The other danger with this view of eating and drinking as secular means that someone ought to feel guilty for enjoying eating and drinking and/or eating and drinking for enjoyment seems shallow. Our joy should be in the worship center (sanctuary) singing praises. This is what we consider heaven to be like. The rest of the stuff that makes up life is simply for “passing through.” It is temporary and the deep stuff is the eternal stuff, the churchy stuff.

But what if eating and drinking was sacramental. What if there is more to eating and drinking? What if eating and drinking could be part of the path to a deeper way of life?

Finding God in the mundane and ordinary is co-opting the phrase “eat, drink, and be merry” and making it a conduit for participating in the transformative grace of God. Life as sacrament also redefines the goal of life. The goal of life is not to reach heaven but to bring heaven down to earth. The goal of life is not a destination but transformation. The goal of life is Jesus. The goal and joy of life is in the becoming of life. In the Orthodox church they describe this as theosis – becoming like God.

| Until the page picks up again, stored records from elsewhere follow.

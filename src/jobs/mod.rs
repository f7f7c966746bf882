mod queue;
mod runtime;

pub use queue::{InMemoryJobQueue, JobEnvelope, JobQueue};
pub use runtime::{Disposition, RetryPolicy, WorkerPool};

use crate::executor::{CycleOutcome, LeadRunExecutor, RunNextResult};
use crate::pause::PauseGate;
use crate::resume::ResumeDecision;
use crate::schema::AgentName;
use crate::store::RunError;
use rusqlite::Connection;
use serde::{Deserialize, Serialize};
use serde_json::Value;
use std::str::FromStr;
use std::sync::Arc;
use std::time::Duration;
use thiserror::Error;
use tracing::{debug, info, warn};

#[derive(Debug, Error)]
pub enum JobError {
    #[error("invalid job arguments: {0}")]
    Argument(String),
    #[error("storage error: {0}")]
    Storage(String),
    #[error("agent error: {0}")]
    Agent(String),
}

impl JobError {
    pub fn retryable(&self) -> bool {
        !matches!(self, Self::Argument(_))
    }
}

impl From<RunError> for JobError {
    fn from(error: RunError) -> Self {
        match error {
            RunError::RunNotFound(_) => Self::Argument(error.to_string()),
            other => Self::Storage(other.to_string()),
        }
    }
}

/// Wire shape of a lead run job. Only keyword form is accepted.
#[derive(Debug, Clone, PartialEq, Eq, Serialize, Deserialize)]
#[serde(deny_unknown_fields)]
pub struct LeadRunJobPayload {
    pub run_id: i64,
    #[serde(default, skip_serializing_if = "Option::is_none")]
    pub requested_agent_name: Option<String>,
}

impl LeadRunJobPayload {
    pub fn new(run_id: i64, requested_agent: Option<AgentName>) -> Self {
        Self {
            run_id,
            requested_agent_name: requested_agent.map(|agent| agent.as_str().to_string()),
        }
    }

    pub fn to_value(&self) -> Value {
        serde_json::to_value(self).unwrap_or(Value::Null)
    }

    /// Validates a raw payload. Positional arrays from older enqueuers and
    /// unknown keys are rejected.
    pub fn parse(raw: &Value) -> Result<(i64, Option<AgentName>), JobError> {
        if !raw.is_object() {
            return Err(JobError::Argument(format!(
                "payload must be an object with run_id, got {}",
                json_kind(raw)
            )));
        }
        let payload: Self = serde_json::from_value(raw.clone())
            .map_err(|e| JobError::Argument(e.to_string()))?;
        if payload.run_id <= 0 {
            return Err(JobError::Argument(format!(
                "run_id must be positive, got {}",
                payload.run_id
            )));
        }
        let agent = payload
            .requested_agent_name
            .as_deref()
            .map(AgentName::from_str)
            .transpose()
            .map_err(|e| JobError::Argument(e.to_string()))?;
        Ok((payload.run_id, agent))
    }
}

fn json_kind(value: &Value) -> &'static str {
    match value {
        Value::Null => "null",
        Value::Bool(_) => "bool",
        Value::Number(_) => "number",
        Value::String(_) => "string",
        Value::Array(_) => "array",
        Value::Object(_) => "object",
    }
}

#[derive(Debug, Clone, Copy, PartialEq, Eq)]
pub enum RequeueKind {
    Paused,
}

/// What the job body asks the runtime to do next.
#[derive(Debug, Clone)]
pub enum JobDirective {
    Done(RunNextResult),
    Requeue { delay: Duration, kind: RequeueKind },
    Fail { reason: String, retryable: bool },
}

/// Job entry point: one claim/execute cycle per invocation.
pub struct LeadRunJob {
    executor: Arc<LeadRunExecutor>,
    pause: Arc<dyn PauseGate>,
    paused_interval: Duration,
}

impl LeadRunJob {
    pub fn new(executor: Arc<LeadRunExecutor>, pause: Arc<dyn PauseGate>, paused_interval: Duration) -> Self {
        Self {
            executor,
            pause,
            paused_interval,
        }
    }

    pub fn perform(&self, connection: &mut Connection, payload: &Value) -> JobDirective {
        match self.try_perform(connection, payload) {
            Ok(directive) => directive,
            Err(err) => {
                let retryable = err.retryable();
                if retryable {
                    warn!(error = %err, "lead run job failed");
                } else {
                    warn!(error = %err, payload = %payload, "lead run job rejected");
                }
                JobDirective::Fail {
                    reason: err.to_string(),
                    retryable,
                }
            }
        }
    }

    fn try_perform(&self, connection: &mut Connection, payload: &Value) -> Result<JobDirective, JobError> {
        let (run_id, requested_agent) = LeadRunJobPayload::parse(payload)?;

        if self.pause.is_paused() {
            info!(run_id, "execution paused; job requeued");
            return Ok(JobDirective::Requeue {
                delay: self.paused_interval,
                kind: RequeueKind::Paused,
            });
        }

        let result = self.executor.run_next(connection, run_id, requested_agent)?;
        if result.outcome == CycleOutcome::TransientFailure {
            return Err(JobError::Agent(
                result
                    .detail
                    .unwrap_or_else(|| "transient agent failure".to_string()),
            ));
        }
        Ok(JobDirective::Done(result))
    }
}

/// Enqueues a job for each decision that asks for one, skipping runs that
/// already have a job waiting. Returns how many jobs were enqueued.
pub fn enqueue_resumed(queue: &dyn JobQueue, decisions: &[ResumeDecision]) -> usize {
    let mut enqueued = 0;
    for decision in decisions.iter().filter(|decision| decision.enqueue) {
        let run_id = decision.run_id;
        if queue.any_pending(&|payload| payload.get("run_id").and_then(Value::as_i64) == Some(run_id)) {
            debug!(run_id, reason = decision.reason.as_str(), "run already has a waiting job");
            continue;
        }
        queue.enqueue(LeadRunJobPayload::new(run_id, None).to_value(), Duration::ZERO);
        enqueued += 1;
    }
    enqueued
}

#[cfg(test)]
mod tests {
    use super::{enqueue_resumed, InMemoryJobQueue, JobDirective, JobQueue, LeadRunJob, LeadRunJobPayload, RequeueKind};
    use crate::agents::{AgentError, AgentRegistry, ScriptedAgent};
    use crate::db::{bootstrap_schema, insert_campaign, insert_lead, LeadInsert};
    use crate::executor::{CycleOutcome, ExecutorSettings, LeadRunExecutor};
    use crate::pause::PauseSwitch;
    use crate::planner::LeadRunPlanner;
    use crate::resume::{ResumeDecision, ResumeReason};
    use crate::schema::{AgentName, StepStatus};
    use crate::settings::Settings;
    use crate::store::list_steps;
    use pretty_assertions::assert_eq;
    use rusqlite::Connection;
    use serde_json::json;
    use std::sync::Arc;
    use std::time::Duration;

    fn setup_conn() -> Connection {
        let mut conn = Connection::open_in_memory().expect("open memory db");
        bootstrap_schema(&mut conn).expect("bootstrap schema");
        conn
    }

    fn seed_run(conn: &mut Connection) -> i64 {
        let campaign_id = insert_campaign(conn, "Spring", &Settings::new()).expect("campaign");
        let lead_id = insert_lead(conn, &LeadInsert { campaign_id, ..LeadInsert::default() }).expect("lead");
        LeadRunPlanner::build(conn, lead_id).expect("plan").id
    }

    fn job(registry: AgentRegistry, pause: &PauseSwitch) -> LeadRunJob {
        LeadRunJob::new(
            Arc::new(LeadRunExecutor::new(registry, ExecutorSettings::default())),
            Arc::new(pause.clone()),
            Duration::from_secs(300),
        )
    }

    #[test]
    fn payload_accepts_keyword_form() {
        assert_eq!(
            LeadRunJobPayload::parse(&json!({"run_id": 7, "requested_agent_name": "writer"})).expect("parse"),
            (7, Some(AgentName::Writer))
        );
        assert_eq!(LeadRunJobPayload::parse(&json!({"run_id": 7})).expect("parse"), (7, None));
        assert_eq!(
            LeadRunJobPayload::new(7, Some(AgentName::Critique)).to_value(),
            json!({"run_id": 7, "requested_agent_name": "CRITIQUE"})
        );
    }

    #[test]
    fn payload_rejects_legacy_and_malformed_shapes() {
        for raw in [
            json!([7, "WRITER"]),
            json!(7),
            json!({"run_id": 7, "lead_id": 3}),
            json!({"run_id": 0}),
            json!({"run_id": "7"}),
            json!({"run_id": 7, "requested_agent_name": "PUBLISHER"}),
        ] {
            let err = LeadRunJobPayload::parse(&raw).expect_err("should reject");
            assert!(!err.retryable(), "{raw} should not be retryable");
        }
    }

    #[test]
    fn paused_job_requeues_without_touching_the_run() {
        let mut conn = setup_conn();
        let run_id = seed_run(&mut conn);
        let pause = PauseSwitch::new(true);
        let job = job(AgentRegistry::dry_run(), &pause);

        match job.perform(&mut conn, &json!({"run_id": run_id})) {
            JobDirective::Requeue { delay, kind } => {
                assert_eq!(delay, Duration::from_secs(300));
                assert_eq!(kind, RequeueKind::Paused);
            }
            other => panic!("unexpected directive: {other:?}"),
        }
        assert!(list_steps(&conn, run_id)
            .expect("steps")
            .iter()
            .all(|step| step.status == StepStatus::Queued));
    }

    #[test]
    fn legacy_payload_is_discarded_even_while_paused() {
        let mut conn = setup_conn();
        let job = job(AgentRegistry::dry_run(), &PauseSwitch::new(true));
        match job.perform(&mut conn, &json!([1])) {
            JobDirective::Fail { retryable, .. } => assert!(!retryable),
            other => panic!("unexpected directive: {other:?}"),
        }
    }

    #[test]
    fn unpaused_job_runs_exactly_one_cycle() {
        let mut conn = setup_conn();
        let run_id = seed_run(&mut conn);
        let job = job(AgentRegistry::dry_run(), &PauseSwitch::default());

        match job.perform(&mut conn, &json!({"run_id": run_id})) {
            JobDirective::Done(result) => {
                assert_eq!(result.outcome, CycleOutcome::StepCompleted);
                assert_eq!(result.agent_name, Some(AgentName::Search));
                assert!(result.continue_run);
            }
            other => panic!("unexpected directive: {other:?}"),
        }
        let statuses: Vec<StepStatus> = list_steps(&conn, run_id)
            .expect("steps")
            .into_iter()
            .map(|step| step.status)
            .collect();
        assert_eq!(
            statuses,
            vec![StepStatus::Completed, StepStatus::Queued, StepStatus::Queued, StepStatus::Queued]
        );
    }

    #[test]
    fn transient_agent_failure_asks_for_a_retry() {
        let mut conn = setup_conn();
        let run_id = seed_run(&mut conn);
        let searcher = Arc::new(ScriptedAgent::new(vec![Err(AgentError::transient("rate limited"))]));
        let job = job(
            AgentRegistry::dry_run().with(AgentName::Search, searcher),
            &PauseSwitch::default(),
        );

        match job.perform(&mut conn, &json!({"run_id": run_id})) {
            JobDirective::Fail { reason, retryable } => {
                assert!(retryable);
                assert!(reason.contains("rate limited"));
            }
            other => panic!("unexpected directive: {other:?}"),
        }
    }

    #[test]
    fn missing_run_is_not_retried() {
        let mut conn = setup_conn();
        let job = job(AgentRegistry::dry_run(), &PauseSwitch::default());
        match job.perform(&mut conn, &json!({"run_id": 999})) {
            JobDirective::Fail { retryable, .. } => assert!(!retryable),
            other => panic!("unexpected directive: {other:?}"),
        }
    }

    #[test]
    fn resumed_runs_are_enqueued_once() {
        let decision = |run_id: i64, enqueue: bool| ResumeDecision {
            enqueue,
            run_id,
            status: "running".to_string(),
            reason: if enqueue { ResumeReason::QueuedSteps } else { ResumeReason::AlreadyRunning },
        };
        let queue = InMemoryJobQueue::new();
        queue.enqueue(LeadRunJobPayload::new(1, None).to_value(), Duration::from_secs(30));

        let decisions = [decision(1, true), decision(2, true), decision(3, false)];
        assert_eq!(enqueue_resumed(&queue, &decisions), 1);
        assert_eq!(queue.len(), 2);

        assert_eq!(enqueue_resumed(&queue, &decisions), 0);
        assert_eq!(queue.len(), 2);
    }
}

James K.A. Smith (non-orthodox) believes that everyone has a liturgy. To not recognize the liturgy of our lives blinds us to the things that we really love. James K.A. Smith says that “we are what we love” in the book he authored with the same title. What we do forms us more than what we say. What we do forms us more than what we think. We are not “brains on a stick” but are creatures made in the image of God.

We are dynamic and when we can bring the transformative grace of God into the ordinariness of life then the liturgy of our lives take on the missional nature of God’s creation. All of creation is working toward the redemption of all things, namely Christ who is the goal of creation.

Liturgy has the power to recreate through practice and ritual. The life of the world is to be lived in communion with God because everything created by God is given to man freely by Creator God.

“All that exists is God’s gift to man”
– Alexander Schmemann 

God has filled all the earth with his love. When he created everything with his word and gave life with his breath he said that it was good.

It.

Was.

Good.

And God gave the world to man and our priestly duty as human beings is to subdue the world so that it will flourish under His love and grace.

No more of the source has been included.